Because one of the prospective merits of climateready trees is their performance in low-water landscapes, we investigated whether the survival of different tree types was related to site irrigation status. Site irrigation was identified as a very important predictor of overall mortality in the survival analysis, but that approach only allowed testing outcomes for tree types and site irrigation independently. We used a regression approach to test the interaction of these variables and assess the performance of different tree types while accounting for their site irrigation status. We used a binomial generalized linear model with mortality status in 2023 as the response variable and tree type (climate-ready, native oak, and common), planting year (to account for different tree ages and cohorts), and site irrigation as predictors. We included the interaction between tree type and site irrigation, and also tested the interaction between tree type and year planted because oak tree container stock was observed to be of poor quality in the first year. Non-significant (P > 0.1) interactions were removed from the final model. Given that the study design was not balanced, the regression approach provides important context for the survival analysis results. For trees that were planted before data collection in 2021, we also used this regression approach to model the effects of total condition score and DBH in 2021 on mortality status in 2023. Tree type and site irrigation were also included as predictors. For both models, assumptions were checked with the DHARMa package (Hartig 2024), pairwise contrasts were evaluated with the emmeans package (Lenth and Piaskowski 2026), and predictor effects were calculated using the effects package (Fox and Weisberg 2019).

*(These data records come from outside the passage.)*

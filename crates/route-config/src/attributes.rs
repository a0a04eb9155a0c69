//! Declarative attribute catalogues and a typed reader over them.
//!
//! Each element kind publishes a static table of [`AttributeSpec`] entries.
//! The collection decoder checks required attributes against that table
//! before an element is decoded, and the element's own decode step reads
//! values through [`Attributes`], which turns absent or unparsable text into
//! the matching [`ConfigError`].
//!
//! # Example
//!
//! ```rust
//! use route_config::attributes::{AttributeSpec, Attributes};
//!
//! const CATALOGUE: &[AttributeSpec] = &[
//!     AttributeSpec::required("name"),
//!     AttributeSpec::optional("periodSize"),
//! ];
//!
//! let doc = roxmltree::Document::parse(r#"<MixPort name="primary" periodSize="960"/>"#).unwrap();
//! let attrs = Attributes::new("MixPort", CATALOGUE, doc.root_element());
//!
//! assert_eq!(attrs.required("name").unwrap(), "primary");
//! assert_eq!(attrs.parse::<u32>("periodSize").unwrap(), Some(960));
//! ```

use roxmltree::Node;
use std::fmt::Display;
use std::str::FromStr;

use crate::error::{ConfigError, Result};
use crate::symbols::SymbolTable;

/// One recognized attribute of an element kind.
#[derive(Debug, Clone, Copy, PartialEq, Eq)]
pub struct AttributeSpec {
    /// Attribute name as written in the document.
    pub name: &'static str,
    /// Whether the element is rejected when the attribute is absent.
    pub required: bool,
}

impl AttributeSpec {
    /// A mandatory attribute.
    pub const fn required(name: &'static str) -> Self {
        Self {
            name,
            required: true,
        }
    }

    /// An optional attribute.
    pub const fn optional(name: &'static str) -> Self {
        Self {
            name,
            required: false,
        }
    }
}

/// Checks that every required attribute of `catalogue` is present on `node`.
///
/// Attributes not listed in the catalogue are ignored.
pub fn check_required(
    element: &'static str,
    catalogue: &'static [AttributeSpec],
    node: Node<'_, '_>,
) -> Result<()> {
    for spec in catalogue.iter().filter(|spec| spec.required) {
        if node.attribute(spec.name).is_none() {
            return Err(ConfigError::missing(element, spec.name));
        }
    }
    for attr in node.attributes() {
        if !catalogue.iter().any(|spec| spec.name == attr.name()) {
            tracing::trace!(element, attribute = attr.name(), "ignoring unrecognized attribute");
        }
    }
    Ok(())
}

/// Typed view of one node's attributes, restricted to a kind's catalogue.
#[derive(Debug, Clone, Copy)]
pub struct Attributes<'a, 'input> {
    element: &'static str,
    catalogue: &'static [AttributeSpec],
    node: Node<'a, 'input>,
}

impl<'a, 'input: 'a> Attributes<'a, 'input> {
    /// Create a reader for `node`, decoded as an `element` with `catalogue`.
    pub fn new(
        element: &'static str,
        catalogue: &'static [AttributeSpec],
        node: Node<'a, 'input>,
    ) -> Self {
        Self {
            element,
            catalogue,
            node,
        }
    }

    /// Returns `true` if the attribute is present.
    pub fn has(&self, name: &'static str) -> bool {
        self.optional(name).is_some()
    }

    /// Raw text of an optional attribute.
    pub fn optional(&self, name: &'static str) -> Option<&'a str> {
        debug_assert!(
            self.catalogue.iter().any(|spec| spec.name == name),
            "'{name}' is not in the <{}> catalogue",
            self.element
        );
        self.node.attribute(name)
    }

    /// Raw text of a required attribute.
    pub fn required(&self, name: &'static str) -> Result<&'a str> {
        self.optional(name)
            .ok_or_else(|| ConfigError::missing(self.element, name))
    }

    /// Parses an optional attribute with a custom parser.
    pub fn parse_with<T>(
        &self,
        name: &'static str,
        parser: impl FnOnce(&str) -> std::result::Result<T, String>,
    ) -> Result<Option<T>> {
        match self.optional(name) {
            Some(text) => parser(text)
                .map(Some)
                .map_err(|reason| ConfigError::malformed(self.element, name, text, reason)),
            None => Ok(None),
        }
    }

    /// Reads a required name, trimmed the same way references to it are.
    pub fn required_name(&self, name: &'static str) -> Result<String> {
        let text = self.required(name)?;
        let trimmed = text.trim();
        if trimmed.is_empty() {
            return Err(ConfigError::malformed(self.element, name, text, "name is empty"));
        }
        Ok(trimmed.to_string())
    }

    /// Parses a required attribute with a custom parser.
    pub fn require_with<T>(
        &self,
        name: &'static str,
        parser: impl FnOnce(&str) -> std::result::Result<T, String>,
    ) -> Result<T> {
        let text = self.required(name)?;
        parser(text).map_err(|reason| ConfigError::malformed(self.element, name, text, reason))
    }

    /// Parses an optional attribute through [`FromStr`].
    pub fn parse<T>(&self, name: &'static str) -> Result<Option<T>>
    where
        T: FromStr,
        T::Err: Display,
    {
        self.parse_with(name, |text| text.trim().parse().map_err(|e: T::Err| e.to_string()))
    }

    /// Parses an optional unsigned integer written in decimal or `0x` hex.
    pub fn uint(&self, name: &'static str) -> Result<Option<u32>> {
        self.parse_with(name, parse_uint)
    }

    /// Parses a required unsigned integer written in decimal or `0x` hex.
    pub fn require_uint(&self, name: &'static str) -> Result<u32> {
        self.require_with(name, parse_uint)
    }

    /// Parses an optional boolean (`true`/`false`/`1`/`0`), defaulting to `default`.
    pub fn flag_or(&self, name: &'static str, default: bool) -> Result<bool> {
        Ok(self.parse_with(name, parse_bool)?.unwrap_or(default))
    }

    /// Splits an optional comma-separated attribute into trimmed, non-empty items.
    pub fn list(&self, name: &'static str) -> Vec<String> {
        self.optional(name).map(split_list).unwrap_or_default()
    }

    /// Resolves a required symbolic value (or a plain number) through `table`.
    pub fn require_symbol(&self, name: &'static str, table: &SymbolTable) -> Result<u32> {
        self.require_with(name, |text| table.resolve(text))
    }

    /// Resolves an optional `|`-joined mask of symbols (or a plain number) through `table`.
    pub fn mask(&self, name: &'static str, table: &SymbolTable) -> Result<Option<u32>> {
        self.parse_with(name, |text| table.resolve_mask(text))
    }
}

/// Parses an unsigned integer written in decimal or `0x` hex.
pub fn parse_uint(text: &str) -> std::result::Result<u32, String> {
    let text = text.trim();
    let parsed = match text
        .strip_prefix("0x")
        .or_else(|| text.strip_prefix("0X"))
    {
        Some(hex) => u32::from_str_radix(hex, 16),
        None => text.parse::<u32>(),
    };
    parsed.map_err(|_| "expected an unsigned integer".to_string())
}

/// Parses a boolean written as `true`/`false` or `1`/`0`.
pub fn parse_bool(text: &str) -> std::result::Result<bool, String> {
    match text.trim() {
        "true" | "1" => Ok(true),
        "false" | "0" => Ok(false),
        _ => Err("expected true, false, 1 or 0".to_string()),
    }
}

/// Splits a comma-separated list into trimmed, non-empty items.
pub fn split_list(text: &str) -> Vec<String> {
    text.split(',')
        .map(str::trim)
        .filter(|item| !item.is_empty())
        .map(str::to_string)
        .collect()
}

/// Splits a `key:value` comma-separated list into pairs.
///
/// Items without a `:` are rejected.
pub fn split_pairs(text: &str) -> std::result::Result<Vec<(String, String)>, String> {
    split_list(text)
        .into_iter()
        .map(|item| {
            item.split_once(':')
                .map(|(key, value)| (key.trim().to_string(), value.trim().to_string()))
                .ok_or_else(|| format!("entry '{item}' is not of the form key:value"))
        })
        .collect()
}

We also investigated whether 2023 total condition scores were related to site factors and 2021 condition scores. For trees with both 2021 and 2023 data, we used Spearman’s rank correlation tests to evaluate the relationship between total condition in 2023 and total condition and DBH in 2021. For all trees that were alive in 2023, we used Kruskal-Wallis rank sum tests to determine differences in total condition score for different tree types, landscape contexts, site types, and irrigation status. For tests with significant results, we conducted multiple comparison tests to determine significant differences between groups using the pgirmess package (Giraudoux 2024). We used non-parametric tests for these analyses because the data did not satisfy assumptions for parametric tests.

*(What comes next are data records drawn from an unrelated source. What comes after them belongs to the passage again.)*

//! The collection decoder and the collections it fills.
//!
//! [`decode_collection`] is the one mechanism behind every top-level and
//! nested collection of a document: it finds the wrapping container of an
//! element kind, decodes each instance in document order and inserts it into
//! the kind's [`Collection`]. A missing wrapper yields an empty collection;
//! the first failing element aborts the walk.

use roxmltree::Node;
use serde::{Serialize, Serializer};
use std::collections::HashMap;

use crate::attributes::check_required;
use crate::element::Element;
use crate::error::{ConfigError, Result};

/// A container that decoded elements are inserted into.
pub trait Collection<T> {
    /// Adds one element, enforcing the collection's uniqueness policy.
    fn insert(&mut self, element: T) -> Result<()>;
}

/// Unkeyed elements are kept in document order with no uniqueness check.
impl<T> Collection<T> for Vec<T> {
    fn insert(&mut self, element: T) -> Result<()> {
        self.push(element);
        Ok(())
    }
}

/// Elements that may be looked up by name.
pub trait Named {
    /// Name of the element, or `None` if it is anonymous.
    ///
    /// Anonymous elements are never considered duplicates of each other.
    fn name(&self) -> Option<&str>;
}

/// Owning collection of named elements, in document order, indexed by name.
#[derive(Debug, Clone, PartialEq)]
pub struct NamedCollection<T> {
    items: Vec<T>,
    index: HashMap<String, usize>,
}

impl<T> Default for NamedCollection<T> {
    fn default() -> Self {
        Self {
            items: Vec::new(),
            index: HashMap::new(),
        }
    }
}

impl<T: Named> NamedCollection<T> {
    /// Create an empty collection.
    pub fn new() -> Self {
        Self::default()
    }

    /// Looks an element up by name.
    pub fn get(&self, name: &str) -> Option<&T> {
        self.index.get(name).map(|&i| &self.items[i])
    }

    /// Returns `true` if an element with this name exists.
    pub fn contains(&self, name: &str) -> bool {
        self.index.contains_key(name)
    }

    /// Iterates over elements in document order.
    pub fn iter(&self) -> std::slice::Iter<'_, T> {
        self.items.iter()
    }

    /// Names of the named elements, in document order.
    pub fn names(&self) -> impl Iterator<Item = &str> {
        self.items.iter().filter_map(Named::name)
    }

    /// Number of elements.
    pub fn len(&self) -> usize {
        self.items.len()
    }

    /// Returns `true` if the collection holds no elements.
    pub fn is_empty(&self) -> bool {
        self.items.is_empty()
    }

    /// Adds an element, returning it back if its name is already taken.
    pub fn try_push(&mut self, element: T) -> std::result::Result<(), T> {
        if let Some(name) = element.name() {
            if self.index.contains_key(name) {
                return Err(element);
            }
            self.index.insert(name.to_string(), self.items.len());
        }
        self.items.push(element);
        Ok(())
    }
}

impl<T: Named + Element> Collection<T> for NamedCollection<T> {
    fn insert(&mut self, element: T) -> Result<()> {
        self.try_push(element).map_err(|rejected| {
            ConfigError::duplicate(T::TAG, rejected.name().unwrap_or_default())
        })
    }
}

impl<'a, T: Named> IntoIterator for &'a NamedCollection<T> {
    type Item = &'a T;
    type IntoIter = std::slice::Iter<'a, T>;

    fn into_iter(self) -> Self::IntoIter {
        self.iter()
    }
}

impl<T: Serialize> Serialize for NamedCollection<T> {
    fn serialize<S: Serializer>(&self, serializer: S) -> std::result::Result<S::Ok, S::Error> {
        self.items.serialize(serializer)
    }
}

/// Element children of `parent` carrying `tag`.
pub(crate) fn children_tagged<'a, 'input>(
    parent: Node<'a, 'input>,
    tag: &'static str,
) -> impl Iterator<Item = Node<'a, 'input>> {
    parent
        .children()
        .filter(move |child| child.is_element() && child.tag_name().name() == tag)
}

/// Decodes every `E` under `parent` into `E::Collection`.
///
/// Instances are searched inside each `E::COLLECTION_TAG` child of `parent`,
/// or directly under `parent` when the two tags coincide. Required attributes
/// are checked against `E::ATTRIBUTES` before `E::decode` runs.
pub fn decode_collection<E: Element>(
    parent: Node<'_, '_>,
    ctx: E::Context<'_>,
) -> Result<E::Collection> {
    let mut collection = E::Collection::default();
    let mut count = 0usize;

    let wrappers: Vec<Node<'_, '_>> = if E::TAG == E::COLLECTION_TAG {
        vec![parent]
    } else {
        children_tagged(parent, E::COLLECTION_TAG).collect()
    };

    for wrapper in wrappers {
        for node in children_tagged(wrapper, E::TAG) {
            check_required(E::TAG, E::ATTRIBUTES, node)?;
            let element = E::decode(node, ctx)?;
            collection.insert(element)?;
            count += 1;
        }
    }

    tracing::debug!("decode_collection: {count} <{}> elements", E::TAG);
    Ok(collection)
}

#[cfg(test)]
mod tests {
    use super::*;
    use crate::attributes::{AttributeSpec, Attributes};

    #[derive(Debug, PartialEq)]
    struct Item {
        name: Option<String>,
        weight: u32,
    }

    impl Named for Item {
        fn name(&self) -> Option<&str> {
            self.name.as_deref()
        }
    }

    impl Element for Item {
        const TAG: &'static str = "Item";
        const COLLECTION_TAG: &'static str = "Items";
        const ATTRIBUTES: &'static [AttributeSpec] = &[
            AttributeSpec::optional("name"),
            AttributeSpec::required("weight"),
        ];
        type Context<'c> = u32;
        type Collection = NamedCollection<Item>;

        fn decode(node: Node<'_, '_>, offset: u32) -> Result<Self> {
            let attrs = Attributes::new(Self::TAG, Self::ATTRIBUTES, node);
            Ok(Self {
                name: attrs.optional("name").map(str::to_string),
                weight: attrs.require_uint("weight")? + offset,
            })
        }
    }

    /// Same elements, but listed directly under the parent.
    #[derive(Debug)]
    struct FlatItem(u32);

    impl Element for FlatItem {
        const TAG: &'static str = "Item";
        const COLLECTION_TAG: &'static str = "Item";
        const ATTRIBUTES: &'static [AttributeSpec] = &[AttributeSpec::required("weight")];
        type Context<'c> = ();
        type Collection = Vec<FlatItem>;

        fn decode(node: Node<'_, '_>, (): ()) -> Result<Self> {
            Attributes::new(Self::TAG, Self::ATTRIBUTES, node)
                .require_uint("weight")
                .map(FlatItem)
        }
    }

    fn decode(xml: &str) -> Result<NamedCollection<Item>> {
        let doc = roxmltree::Document::parse(xml).unwrap();
        decode_collection::<Item>(doc.root_element(), 0)
    }

    #[test]
    fn decodes_in_document_order() {
        let items = decode(
            r#"<Root><Items><Item name="b" weight="2"/><Other/><Item name="a" weight="1"/></Items></Root>"#,
        )
        .unwrap();
        assert_eq!(items.names().collect::<Vec<_>>(), vec!["b", "a"]);
        assert_eq!(items.get("a").map(|i| i.weight), Some(1));
    }

    #[test]
    fn missing_wrapper_is_empty() {
        let items = decode("<Root><Unrelated/></Root>").unwrap();
        assert!(items.is_empty());
    }

    #[test]
    fn elements_outside_wrapper_are_ignored() {
        let items = decode(r#"<Root><Item name="x" weight="1"/><Items/></Root>"#).unwrap();
        assert!(items.is_empty());
    }

    #[test]
    fn several_wrappers_accumulate() {
        let items = decode(
            r#"<Root><Items><Item name="a" weight="1"/></Items><Items><Item name="b" weight="2"/></Items></Root>"#,
        )
        .unwrap();
        assert_eq!(items.len(), 2);
    }

    #[test]
    fn duplicate_name_aborts() {
        let err = decode(
            r#"<Root><Items><Item name="a" weight="1"/><Item name="a" weight="2"/></Items></Root>"#,
        )
        .unwrap_err();
        assert!(matches!(err, ConfigError::DuplicateName { element: "Item", ref name } if name == "a"));
    }

    #[test]
    fn anonymous_elements_are_never_duplicates() {
        let items = decode(r#"<Root><Items><Item weight="1"/><Item weight="2"/></Items></Root>"#)
            .unwrap();
        assert_eq!(items.len(), 2);
        assert_eq!(items.names().count(), 0);
    }

    #[test]
    fn missing_required_attribute_aborts() {
        let err = decode(r#"<Root><Items><Item name="a"/></Items></Root>"#).unwrap_err();
        assert!(matches!(
            err,
            ConfigError::MissingRequiredAttribute { element: "Item", attribute: "weight" }
        ));
    }

    #[test]
    fn context_reaches_every_element() {
        let doc = roxmltree::Document::parse(
            r#"<Root><Items><Item name="a" weight="1"/><Item name="b" weight="2"/></Items></Root>"#,
        )
        .unwrap();
        let items = decode_collection::<Item>(doc.root_element(), 10).unwrap();
        let weights: Vec<_> = items.iter().map(|i| i.weight).collect();
        assert_eq!(weights, vec![11, 12]);
    }

    #[test]
    fn flat_collections_read_direct_children() {
        let doc = roxmltree::Document::parse(r#"<Root><Item weight="3"/><Item weight="4"/></Root>"#)
            .unwrap();
        let items = decode_collection::<FlatItem>(doc.root_element(), ()).unwrap();
        assert_eq!(items.iter().map(|i| i.0).collect::<Vec<_>>(), vec![3, 4]);
    }

    #[test]
    fn try_push_hands_back_duplicates() {
        let mut items = NamedCollection::new();
        assert!(items.try_push(Item { name: Some("a".into()), weight: 1 }).is_ok());
        let rejected = items
            .try_push(Item { name: Some("a".into()), weight: 2 })
            .unwrap_err();
        assert_eq!(rejected.weight, 2);
        assert_eq!(items.len(), 1);
    }
}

Finally, for trees with 2021 data that were still alive in 2023, we determined growth as the change in DBH between 2021 and 2023. We used a linear regression model to investigate whether growth differed by tree type and whether it was influenced by irrigation status, condition score in 2021, and size (DBH) in 2021. The model also included an interaction between tree type and irrigation status, as preliminary investigation suggested that oak growth had a different response to irrigation than the other types of trees. Variables were transformed as necessary to meet model assumptions, and pairwise contrasts within the interaction were evaluated with the emmeans package (Lenth and Piaskowski 2026). We removed 38 trees from this analysis that had missing data or a smaller DBH in 2023, generally due to resprouting.

Results

The total number of trees planted and percent survival for each species in the Community Canopy planting program is shown in Table 1. The overall probability of Community Canopy trees surviving to 4 years after planting was calculated to be 0.86 (Figure 1), which corresponds to an average annual mortality rate of 3.7% (Roman et al. 2016). However, we found that survival depended on both tree type and setting. The test comparing the survival distributions for climate-ready trees, native oaks, and common trees showed that climate-ready trees had the greatest probability of surviving, while native oaks had the least (P = 0.005). Comparisons of the survival distributionsfor trees planted in different settings showed that irrigation had a very strong and significant (P < 0.001) influence on survival, with an estimated 4-year probability of survival of 0.94 for trees in irrigated sites vs. 0.77 for trees in unirrigated sites. Consistent with this finding, trees had the greatest probability of survival in public maintained parks and lawns, which are typically irrigated, and the lowest probability of survival in public natural areas and bare ground, which are typically not irrigated (P < 0.001 for tests of both site type and landscape context).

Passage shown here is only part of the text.